Scheduled removal of CompilationConfig.use_inductor (#29323)

Signed-off-by: Harry Mellor <19981378+hmellor@users.noreply.github.com>
2025-11-25 12:55:42 +00:00
parent bf0c75cd4f
commit 51fc9e017a
4 changed files with 13 additions and 41 deletions
--- a/vllm/config/compilation.py
+++ b/vllm/config/compilation.py
@@ -264,7 +264,6 @@ class CompilationConfig:
        - [`cudagraph_copy_inputs`]
        [vllm.config.CompilationConfig.cudagraph_copy_inputs]
    - Inductor compilation:
-        - [`use_inductor`][vllm.config.CompilationConfig.use_inductor]
        - [`compile_sizes`][vllm.config.CompilationConfig.compile_sizes]
        - [`inductor_compile_config`]
        [vllm.config.CompilationConfig.inductor_compile_config]
@@ -348,7 +347,7 @@ class CompilationConfig:
    - 'none,+op1,+op2' to enable only op1 and op2

    By default, all custom ops are enabled when running without Inductor and
-    disabled when running with Inductor: mode>=VLLM_COMPILE and use_inductor=True.
+    disabled when running with Inductor: mode>=VLLM_COMPILE and backend="inductor".
    Inductor generates (fused) Triton kernels for disabled custom ops."""
    splitting_ops: list[str] | None = None
    """A list of ops to exclude from cudagraphs, used in piecewise compilation.
@@ -374,24 +373,6 @@ class CompilationConfig:
    Disabled by default until more models are supported/tested to work."""

    # Inductor capture
-    use_inductor: bool | None = None
-    """
-    Whether to use inductor compilation.
-
-    This flag is deprecated and will be removed in the next release 0.12.0.
-    Please use the 'backend' option instead.
-
-    - False: inductor compilation is not used. graph runs in eager
-        (custom_ops enabled by default).
-    - True: inductor compilation is used (custom_ops disabled by default).
-        One graph for symbolic shape and one graph per size in compile_sizes
-        are compiled using configurations in inductor_compile_config.
-
-    This setting is ignored if mode<VLLM_COMPILE.
-
-    For future compatibility:
-    If use_inductor is True, backend="inductor" otherwise backend="eager".
-    """
    compile_sizes: list[int | str] | None = None
    """Sizes to compile for inductor.
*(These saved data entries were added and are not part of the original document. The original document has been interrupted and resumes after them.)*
use criterion::{criterion_group, criterion_main, Criterion};
use texmouth::driver::{Driver, Options};

const PUNISHMENT: &str = r"\def\mustnt#1#2{I must not #1 in #2.}%
\def\five#1#2{\mustnt{#1}{#2}\mustnt{#1}{#2}\mustnt{#1}{#2}\mustnt{#1}{#2}\mustnt{#1}{#2}}%
\def\twenty#1#2{\five{#1}{#2}\five{#1}{#2}\five{#1}{#2}\five{#1}{#2}}%
\def\punishment#1#2{\twenty{#1}{#2}\twenty{#1}{#2}\twenty{#1}{#2}\twenty{#1}{#2}\twenty{#1}{#2}}%
\punishment{run}{the halls}";

fn run(source: &str) -> String {
    let mut driver = Driver::new("bench.tex", source.into(), Options::for_testing());
    driver.run_to_string().unwrap()
}

pub fn expansion_benchmark(c: &mut Criterion) {
    c.bench_function("punishment", |b| b.iter(|| run(PUNISHMENT)));
    c.bench_function("conditionals", |b| {
        b.iter(|| {
            run(r"\def\pick#1{\ifnum #1>0 positive\else negative\fi}\pick7\pick{-3}\pick{42}")
        })
    });
}

criterion_group!(benches, expansion_benchmark);
criterion_main!(benches);
//! The eyes: TeX's lexer.
//!
//! The eyes convert source characters into tokens. TeX's lexing rules are
//! dynamic: the category code applied to each character is looked up in the
//! environment at the moment the character is read, and the table can be
//! changed by tokens the eyes themselves just produced. One cannot lex a
//! whole file up front; the next token is produced on demand by
//! [Eyes::next].
//!
//! Here is an example of TeX source code that relies on this behavior:
//! ```tex
//! \def\Hello{...}
//! \def\HelloWorld{...}
//! \catcode`\W = 12
//! \HelloWorld
//! ```
//! When the last line is read, `W` is no longer a letter, so the line is
//! tokenized as the control sequence `\Hello` followed by the other token
//! `W` and four letter tokens, not as `\HelloWorld`.
//!
//! Before a character is categorized it runs through the `^^` preprocessor:
//! two equal superscript-category characters followed by two lowercase hex
//! digits denote the character with that code, and followed by a single
//! character below 128 they denote that character with bit 6 flipped. The
//! replacement character is itself subject to preprocessing.

use crate::env::Environment;
use crate::error::Error;
use crate::source::Position;
use crate::source::Reader;
use crate::token::CatCode;
use crate::token::Token;

#[derive(Debug, Clone, Copy)]
enum State {
    NewLine,
    MidLine,
    SkipBlanks,
}

/// The lexer for one source.
pub struct Eyes {
    reader: Reader,
    state: State,
    // Line after which `\endinput` stops the source, if set.
    last_line: Option<u32>,
}

impl Eyes {
    /// Create eyes over the provided source code.
    pub fn new(name: &str, source_code: String, source_index: u16) -> Eyes {
        Eyes {
            reader: Reader::new(name, source_code, source_index),
            state: State::NewLine,
            last_line: None,
        }
    }

    /// Name of the underlying source.
    pub fn source_name(&self) -> &str {
        self.reader.name()
    }

    /// The position the next token will carry.
    pub fn position(&mut self) -> Position {
        self.reader.position()
    }

    /// Stop producing tokens after the current line is finished.
    ///
    /// This implements the `\endinput` boundary: the line being read is
    /// completed, then the source ends.
    pub fn end_after_current_line(&mut self) {
        if self.last_line.is_none() {
            self.last_line = Some(self.reader.position().line);
        }
    }

    /// Get the next token.
    pub fn next(&mut self, env: &Environment) -> crate::Result<Option<Token>> {
        loop {
            let (c, pos) = match self.next_char(env) {
                None => return Ok(None),
                Some(pair) => pair,
            };
            let (token, next_state) = match env.cat_code(c) {
                CatCode::Escape => (self.read_control_sequence(env, pos), State::SkipBlanks),
                CatCode::EndOfLine => match self.state {
                    State::NewLine => {
                        (Token::new_control_sequence("par", pos), State::NewLine)
                    }
                    State::MidLine => (Token::new_space(' ', pos), State::NewLine),
                    State::SkipBlanks => {
                        self.state = State::NewLine;
                        continue;
                    }
                },
                CatCode::Space => match self.state {
                    State::NewLine | State::SkipBlanks => continue,
                    State::MidLine => (Token::new_space(' ', pos), State::SkipBlanks),
                },
                CatCode::Comment => {
                    self.discard_comment(env);
                    self.state = State::NewLine;
                    continue;
                }
                CatCode::Ignored => continue,
                CatCode::Invalid => {
                    return Err(Error::new_user(
                        pos,
                        format!["invalid character found: {c}"],
                    ));
                }
                CatCode::Active => (Token::new_active_character(c, pos), State::SkipBlanks),
                CatCode::Parameter => match self.read_parameter_digit(env) {
                    Some(n) => (Token::new_parameter(n, pos), State::MidLine),
                    None => (
                        Token::new_character(c, CatCode::Parameter, pos),
                        State::MidLine,
                    ),
                },
                cat_code => (Token::new_character(c, cat_code, pos), State::MidLine),
            };
            self.state = next_state;
            return Ok(Some(token));
        }
    }

    /// Consume the next character, applying the `^^` preprocessor and the
    /// `\endinput` boundary.
    fn next_char(&mut self, env: &Environment) -> Option<(char, Position)> {
        self.preprocess(env);
        let (_, pos) = self.reader.peek(0)?;
        if let Some(last_line) = self.last_line {
            if pos.line > last_line {
                return None;
            }
        }
        self.reader.next()
    }

    /// Peek at the next character, applying the `^^` preprocessor.
    fn peek_char(&mut self, env: &Environment) -> Option<(char, Position)> {
        self.preprocess(env);
        let (_, pos) = self.reader.peek(0)?;
        if let Some(last_line) = self.last_line {
            if pos.line > last_line {
                return None;
            }
        }
        self.reader.peek(0)
    }

    /// Apply the `^^` preprocessor to the front of the reader until it no
    /// longer applies. The replacement character is pushed back to the front
    /// and so is itself subject to preprocessing.
    fn preprocess(&mut self, env: &Environment) {
        loop {
            let (c1, pos) = match self.reader.peek(0) {
                None => return,
                Some(pair) => pair,
            };
            if env.cat_code(c1) != CatCode::Superscript {
                return;
            }
            let c2 = match self.reader.peek(1) {
                None => return,
                Some((c2, _)) => c2,
            };
            if c2 != c1 || env.cat_code(c2) != CatCode::Superscript {
                return;
            }
            let c3 = match self.reader.peek(2) {
                // If the input is over, don't transform. This is what TeX
                // does; see the TeXBook section 355 and related sections.
                None => return,
                Some((c3, _)) => c3,
            };
            let c4 = self.reader.peek(3).map(|pair| pair.0);
            let replacement = match (hex_digit(c3), c4.and_then(hex_digit)) {
                (Some(h1), Some(h2)) => {
                    self.reader.next();
                    self.reader.next();
                    self.reader.next();
                    self.reader.next();
                    char::from_u32((h1 * 16 + h2) as u32).unwrap()
                }
                _ => {
                    if (c3 as u32) >= 128 {
                        return;
                    }
                    self.reader.next();
                    self.reader.next();
                    self.reader.next();
                    let u = c3 as u32;
                    let m = if u < 64 { u + 64 } else { u - 64 };
                    char::from_u32(m).unwrap()
                }
            };
            self.reader.push_front(replacement, pos);
        }
    }

    /// Read a control sequence name after an escape character.
    ///
    /// The name is either the longest run of letter-category characters, or
    /// exactly one non-letter character. At the end of the input the name is
    /// empty.
    fn read_control_sequence(&mut self, env: &Environment, pos: Position) -> Token {
        let mut name = String::new();
        match self.peek_char(env) {
            None => {}
            Some((first, _)) => {
                self.next_char(env);
                name.push(first);
                if env.cat_code(first) == CatCode::Letter {
                    while let Some((c, _)) = self.peek_char(env) {
                        if env.cat_code(c) != CatCode::Letter {
                            break;
                        }
                        self.next_char(env);
                        name.push(c);
                    }
                }
            }
        }
        Token::new_control_sequence(name, pos)
    }

    /// After a parameter-category character, consume a following digit 1-9
    /// if there is one.
    fn read_parameter_digit(&mut self, env: &Environment) -> Option<u8> {
        let (c, _) = self.peek_char(env)?;
        let n = c.to_digit(10)?;
        if n == 0 {
            return None;
        }
        self.next_char(env);
        Some(n as u8)
    }

    /// Discard characters through the next end-of-line character inclusive.
    fn discard_comment(&mut self, env: &Environment) {
        while let Some((c, _)) = self.next_char(env) {
            if env.cat_code(c) == CatCode::EndOfLine {
                return;
            }
        }
    }
}

fn hex_digit(c: char) -> Option<u8> {
    match c {
        '0'..='9' => Some(c as u8 - b'0'),
        'a'..='f' => Some(c as u8 - b'a' + 10),
        _ => None,
    }
}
In addition
    to integers, it also supports "cudagraph_capture_sizes" to
@@ -759,14 +740,6 @@ class CompilationConfig:
                f"Invalid backend for piecewise compilation: {self.backend}"
            )

-        if self.use_inductor is not None:
-            logger.warning_once(
-                "The 'use_inductor' flag is deprecated and will be "
-                "removed in the next release (v0.12.0). "
-                "Please use the 'backend' option instead.",
-            )
-            self.backend = "inductor" if self.use_inductor else "eager"
-
        if self.backend == "":
            self.backend = current_platform.get_compile_backend()